Pocos dudan de que, al final, a base de negociaciones ‘discretas’ que poco tienen que ver con la batalla contra el coronavirus, Pedro Sánchez logrará extender el plazo para mantener el estado anómalo de alarma hasta casi finales de junio. Es decir, hasta el fin del absurdo período de sesiones parlamentarias –ya va siendo hora de cambiar el reglamento y la Constitución en este punto–. Con lo que las molestas sesiones de control en Congreso y Senado quedarían pospuestas, al menos, hasta mediados de septiembre. Para entonces, lo lógico es que, al menos por ahora y hasta nuevos avisos, la pandemia esté casi vencida y el retorno a una ‘nueva’ normalidad, o a una anormalidad nueva, ya se haya consolidado lo suficiente como pensar en que el Gobierno, ‘este’ Gobierno, con su composición casi íntegra, se mantiene.
La experiencia siempre indica que, tras las guerras o tras las grades catástrofes, los gobiernos que las gestionaron, incluso ganándolas, sufren en las urnas (el caso de Churchill es el más citado; existen otros). Tengo para mí que, a la vista de las indefiniciones y el cuarteamiento de las distintas oposiciones al actual Gobierno de coalición progresista (no, no me gusta llamarlo social-comunista), Pedro Sánchez y el ‘líder paralelo’ Pablo Iglesias se sienten relativamente confortables en las encuestas. Y, además, constitucionalmente no puede haber elecciones antes de noviembre, que es fecha inmensamente lejana: para entonces, a la velocidad que va el barco enloquecido, puede haber(nos) ocurrido casi de todo, intervención europea incluida.
Pero claro, este calendario concede al actual Ejecutivo, que sin embargo va pidiendo ya una remodelación ministerial a gritos, unas expectativas razonables de que, al menos hasta diciembre, o enero, aquí poco va a cambiar en lo que al Gobierno se refiere. A menos, claro, que se produzca una catástrofe aún mayor que las que ya hemos venido sufriendo. O que se produzca una reacción por parte de la oposición conservadora, que por ahora parece aparece fraccionada entre el ‘apoyo con reservas’ de Ciudadanos, el apartamiento crítico del PP y la deriva al borde de la sublevación de Vox.

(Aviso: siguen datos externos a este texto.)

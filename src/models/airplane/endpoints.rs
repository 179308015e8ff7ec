use axum::{
    extract::{Path, State},
    http::StatusCode,
    response::IntoResponse,
    routing,
};
use axum_extra::extract::Query;
use axum_jsonschema::Json;
use error_stack::ResultExt;

use super::{queries, types::*, AirplaneId};
use crate::{
    auth::{admin_required, Authed},
    server::ServerState,
    Error,
};

async fn get(
    State(state): State<ServerState>,
    _auth: Authed,
    Path(id): Path<AirplaneId>,
) -> Result<impl IntoResponse, Error> {
    let object = queries::get(&state.db, id).await?;

    Ok(Json(object))
}

async fn list(
    State(state): State<ServerState>,
    _auth: Authed,
    Query(qs): Query<queries::ListQueryFilters>,
) -> Result<impl IntoResponse, Error> {
    let results = queries::list(&state.db, &qs).await?;

    Ok(Json(results))
}

async fn create(
    State(state): State<ServerState>,
    _auth: Authed,
    Json(payload): Json<AirplaneCreatePayload>,
) -> Result<impl IntoResponse, Error> {
    let mut tx = state.db.begin().await.change_context(Error::Db)?;
    let result = queries::create(&mut tx, payload).await?;
    tx.commit().await.change_context(Error::Db)?;

    Ok((StatusCode::CREATED, Json(result)))
}

async fn update(
    State(state): State<ServerState>,
    _auth: Authed,
    Path(id): Path<AirplaneId>,
    Json(payload): Json<AirplaneUpdatePayload>,
) -> Result<impl IntoResponse, Error> {
    let updated = queries::update(&state.db, id, payload).await?;

    if updated {
        Ok(StatusCode::OK)
    } else {
        Ok(StatusCode::NOT_FOUND)
    }
}

async fn delete(
    State(state): State<ServerState>,
    _auth: Authed,
    Path(id): Path<AirplaneId>,
) -> Result<impl IntoResponse, Error> {
    let deleted = queries::delete(&state.db, id).await?;

    if deleted {
        Ok(StatusCode::OK)
    } else {
        Ok(StatusCode::NOT_FOUND)
    }
}

pub fn create_routes() -> axum::Router<ServerState> {
    axum::Router::new()
        .route(
            "/airplanes",
            routing::get(list).route_layer(admin_required()),
        )
        .route(
            "/airplanes/:id",
            routing::get(get).route_layer(admin_required()),
        )
        .route(
            "/airplanes",
            routing::post(create).route_layer(admin_required()),
        )
        .route(
            "/airplanes/:id",
            routing::put(update).route_layer(admin_required()),
        )
        .route(
            "/airplanes/:id",
            routing::delete(delete).route_layer(admin_required()),
        )
}
pub mod endpoints;
pub mod queries;
#[cfg(test)]
pub mod testing;
pub mod types;

pub use types::*;

crate::make_object_id!(RouteId);
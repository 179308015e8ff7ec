//! Typed UUIDv7 identifiers for each entity.

/// Define a newtype id for one entity. The wrapper is transparent to serde, sqlx, and
/// schemars, so it can be used directly in payloads, rows, and path parameters.
#[macro_export]
macro_rules! make_object_id {
    ($name:ident) => {
        #[derive(
            Clone,
            Copy,
            PartialEq,
            Eq,
            PartialOrd,
            Ord,
            Hash,
            serde::Serialize,
            serde::Deserialize,
            sqlx::Type,
            schemars::JsonSchema,
        )]
        #[serde(transparent)]
        #[sqlx(transparent)]
        pub struct $name(pub uuid::Uuid);

        impl $name {
            pub fn new() -> Self {
                Self(uuid::Uuid::now_v7())
            }

            pub fn from_uuid(id: uuid::Uuid) -> Self {
                Self(id)
            }

            pub fn as_uuid(&self) -> &uuid::Uuid {
                &self.0
            }
        }

        impl Default for $name {
            fn default() -> Self {
                Self::new()
            }
        }

        impl std::fmt::Display for $name {
            fn fmt(&self, f: &mut std::fmt::Formatter<'_>) -> std::fmt::Result {
                self.0.fmt(f)
            }
        }

        impl std::fmt::Debug for $name {
            fn fmt(&self, f: &mut std::fmt::Formatter<'_>) -> std::fmt::Result {
                write!(f, concat!(stringify!($name), "({})"), self.0)
            }
        }

        impl std::str::FromStr for $name {
            type Err = uuid::Error;

            fn from_str(s: &str) -> Result<Self, Self::Err> {
                Ok(Self(uuid::Uuid::from_str(s)?))
            }
        }

        impl From<uuid::Uuid> for $name {
            fn from(id: uuid::Uuid) -> Self {
                Self(id)
            }
        }
    };
}

#[cfg(test)]
mod test {
    make_object_id!(TestId);

    #[test]
    fn roundtrip_through_string() {
        let id = TestId::new();
        let parsed = id.to_string().parse::<TestId>().unwrap();
        assert_eq!(id, parsed);
    }

    #[test]
    fn serde_is_transparent() {
        let id = TestId::new();
        let json = serde_json::to_string(&id).unwrap();
        assert_eq!(json, format!("\"{}\"", id.0));
        let back: TestId = serde_json::from_str(&json).unwrap();
        assert_eq!(id, back);
    }
}
use schemars::JsonSchema;
use serde::{Deserialize, Serialize};

use super::AirplaneTypeId;

#[derive(Serialize, Deserialize, Debug, Clone, JsonSchema, sqlx::FromRow)]
pub struct AirplaneType {
    pub id: AirplaneTypeId,
    pub name: String,
    pub created_at: chrono::DateTime<chrono::Utc>,
    pub updated_at: chrono::DateTime<chrono::Utc>,
}

pub type AirplaneTypeListResult = AirplaneType;

pub type AirplaneTypeCreateResult = AirplaneType;

#[derive(Deserialize, Debug, Clone, JsonSchema)]
#[cfg_attr(test, derive(Serialize))]
pub struct AirplaneTypeCreatePayload {
    pub name: String,
}

pub type AirplaneTypeUpdatePayload = AirplaneTypeCreatePayload;
use schemars::JsonSchema;
use serde::{
    ser::{SerializeStruct, Serializer},
    Deserialize, Serialize,
};

use super::CrewId;

#[derive(Deserialize, Debug, Clone, JsonSchema, sqlx::FromRow)]
pub struct Crew {
    pub id: CrewId,
    pub first_name: String,
    pub last_name: String,
    pub created_at: chrono::DateTime<chrono::Utc>,
    pub updated_at: chrono::DateTime<chrono::Utc>,
}

pub type CrewListResult = Crew;

pub type CrewCreateResult = Crew;

impl Crew {
    pub fn full_name(&self) -> String {
        format!("{} {}", self.first_name, self.last_name)
    }
}

impl Serialize for Crew {
    fn serialize<S>(&self, serializer: S) -> Result<S::Ok, S::Error>
    where
        S: Serializer,
    {
        let mut state = serializer.serialize_struct("Crew", 6)?;
        state.serialize_field("id", &self.id)?;
        state.serialize_field("first_name", &self.first_name)?;
        state.serialize_field("last_name", &self.last_name)?;
        state.serialize_field("full_name", &self.full_name())?;
        state.serialize_field("created_at", &self.created_at)?;
        state.serialize_field("updated_at", &self.updated_at)?;
        state.end()
    }
}

#[derive(Deserialize, Debug, Clone, JsonSchema)]
#[cfg_attr(test, derive(Serialize))]
pub struct CrewCreatePayload {
    pub first_name: String,
    pub last_name: String,
}

pub type CrewUpdatePayload = CrewCreatePayload;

Claro, la anomalía política de este panorama es patente. Pero en un marco en el que todo es anómalo, vaya usted ahora a protestar por la falta de libertades, la no separación de poderes, el desmadre autonómico, las locuras de Torra y un largo etcétera. Ahora, todas las miradas se centran en ver cómo se va a reconstruir el tejido social, económico y moral de un país que sale de esta, dicen las encuestas, completamente desmoralizado, entristecido y con la confianza en sus representantes en un nivel más bajo que nunca, que ya es decir.
Así, no sé si podemos fiarlo todo ¡hasta diciembre o enero! a la aparente firmeza de un Pedro Sánchez que, de acuerdo, hace lo que puede. Pero eso no significa ni que haga siempre lo que debe ni de la mejor manera. Ese hombre algo hierático que, sábado tras sábado, cada vez más maquillado e impasible, nos aparece en la pequeña pantalla a la hora de comer, ha de ensayar nuevas fórmulas, para perdurar y para que los ciudadanos electores y pagadores de lo que venga soporten los pavorosos ajustes que llegan. Lo que resulta obvio es que las mismas fórmulas de gobernarnos, los mismo trucos de siempre, ya no valen para los nuevos tiempos. Y entonces ¿qué?